Acclimation of Arabidopsis thaliana to the light environment: regulation of photosystem stoichiometry

Robin G. Walters, Peter Horton

Robert Hill Institute, Department of Molecular Biology and Biotechnology, University of Sheffield, Firth Court, Western Bank, Sheffield S10 2TN, UK


Evidence is growing that that variations in chloroplast composition in response to environmental change depend on signals from photosynthetic metabolism such the levels of ATP and NADPH in the stroma and/or cytoplasm, or the redox state of components of the photosynthetic apparatus (e.g. plastoquinone), but the nature of such signals remains unknown (Melis et al. 1985; Chow et al. 1990a; Maxwell et al. 1994, 1995). Based on experiments in which the spectral quality of growth lights have been manipulated so as to preferentially excite either PSI or PSII, it has been suggested that photosystem stoichiometry is regulated by the redox state of electron transport components between the two photosystems, a signal known to be important in cyanobacteria (Fujita et al. 1987); an imbalance between the two in the rates of excitation would thus generate a signal which feeds back, leading to the correction of that imbalance (Kim et al. 1993).

Contrary to this hypothesis, work by ourselves and Chow et al. (1990b) has showed that growth with and without high levels of supplementary far-red light does not lead to changes in photosystem stoichiometry, despite the marked effect on the redox state of the electron transport chain. Furthermore, Arabidopsis grown in red light enriched in far-red and depleted in blue wavelengths (preferentially absorbed by PSI) has a PSII/PSI ratio similar to that of white light-grown plants. These data indicate that photosystem levels are not regulated by metabolic control alone. Supplementing red growth lights with low irradiance blue light had a marked effect on PSII levels, suggesting a direct role for blue light in the regulation of photosystem stoichiometry. Assaying PSII in plants grown in background red illumination with varying irradiances of supplementary blue light did not reveal a correlation between blue irradiance and PSII content.
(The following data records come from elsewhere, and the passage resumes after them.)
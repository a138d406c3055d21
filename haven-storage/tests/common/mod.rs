//! Shared test helpers for profile store tests.

#![allow(dead_code)]

use haven_crypto::{
    DerivedKey, FallbackKdfParams, FallbackKeyMaterial, KeyedPlatform, SafeStorage,
    StringEncryptor,
};
use haven_storage::{
    ProfileSettingChange, ProfileStore, ProfileStoreConfig, SessionProvider, StartupSignal,
};
use haven_vault::ChangeSink;
use haven_types::ProfileId;
use parking_lot::Mutex;
use std::path::Path;
use std::sync::Arc;

pub fn encryptor(seed: u8) -> Arc<dyn StringEncryptor> {
    Arc::new(SafeStorage::new(
        Arc::new(KeyedPlatform::new(DerivedKey::from_bytes([seed; 32]))),
        FallbackKeyMaterial {
            machine_id: "storage-tests".into(),
            platform: "linux".into(),
            app_version: "0.4.0".into(),
        },
        FallbackKdfParams::default(),
    ))
}

/// Session provider that records calls instead of touching disk.
#[derive(Default)]
pub struct RecordingSessions {
    pub created: Mutex<Vec<ProfileId>>,
    pub destroyed: Mutex<Vec<ProfileId>>,
}

impl SessionProvider for RecordingSessions {
    fn create(&self, profile: ProfileId) -> std::io::Result<()> {
        self.created.lock().push(profile);
        Ok(())
    }

    fn destroy(&self, profile: ProfileId) -> std::io::Result<()> {
        self.destroyed.lock().push(profile);
        Ok(())
    }
}

pub fn store_at(dir: &Path, seed: u8, sessions: Arc<RecordingSessions>) -> ProfileStore {
    ProfileStore::new(
        ProfileStoreConfig::new(dir),
        encryptor(seed),
        sessions,
        StartupSignal::fired(),
    )
}

/// Initialized store in `dir`, plus its session recorder.
pub async fn open_store(dir: &Path) -> (ProfileStore, Arc<RecordingSessions>) {
    let sessions = Arc::new(RecordingSessions::default());
    let store = store_at(dir, 1, sessions.clone());
    store.initialize().await.unwrap();
    (store, sessions)
}

/// Collects profile settings changes.
#[derive(Default)]
pub struct ChangeLog {
    events: Mutex<Vec<ProfileSettingChange>>,
}

impl ChangeLog {
    pub fn take(&self) -> Vec<ProfileSettingChange> {
        std::mem::take(&mut *self.events.lock())
    }
}

impl ChangeSink<ProfileSettingChange> for ChangeLog {
    fn on_change(&self, event: &ProfileSettingChange) {
        self.events.lock().push(event.clone());
    }
}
However, further analysis of the data suggests that both red and blue have a regulatory role. The figure shows data for PSII content plotted as a function of the blue irradiance relative to that of the background red light, together with PSI and PSII levels for plants grown under other light regimes. A relationship between the spectral characteristics of the growth light regime and photosystem stoichiometry is now apparent: the presence of very low supplementary blue light leads to a 50% increase in the level of PSII per unit Chl; as blue light increases further relative to the background red light, PSII content falls again, eventually returning to the level observed in plants grown in red light alone. The relatively minor changes in PSI levels which are observed as the proportion of blue light increases mirror the changes in PSII.

Such two-phase responses to blue light have previously been observed in pea seedlings, for epicotyl elongation and Lhcb mRNA levels (Warpeha et al. 1989; Warpeha and Kaufman 1990a, 1990b; Marrs and Kaufman 1991), and have been interpreted as indicating the involvement of two separate blue light responses: low-fluence-responses which inhibited epicotyl elongation and stimulated mRNA accumulation; and high-fluence responses which had the reverse effects. These observations are highly reminiscent of the response of PSII levels to blue light, and we suggest that two blue light reponses are involved in the regulation of photosystem stoichiometry: an inductive low-fluence-response, which activates acclimation; and a regulatory high-fluence response which is attenuated by red light. We interpret this effect of red light as being consistent with existing hypotheses that chloroplast composition is regulated by photosynthetic metabolism. The behaviour of a hy4 mutant, which exhibits altered acclimation behaviour (see Figure), supports this hypothesis; the hy4 mutation affects the inhibition of hypocotyl elongation, a blue high-fluence-response (Ahmad and Cashmore 1993).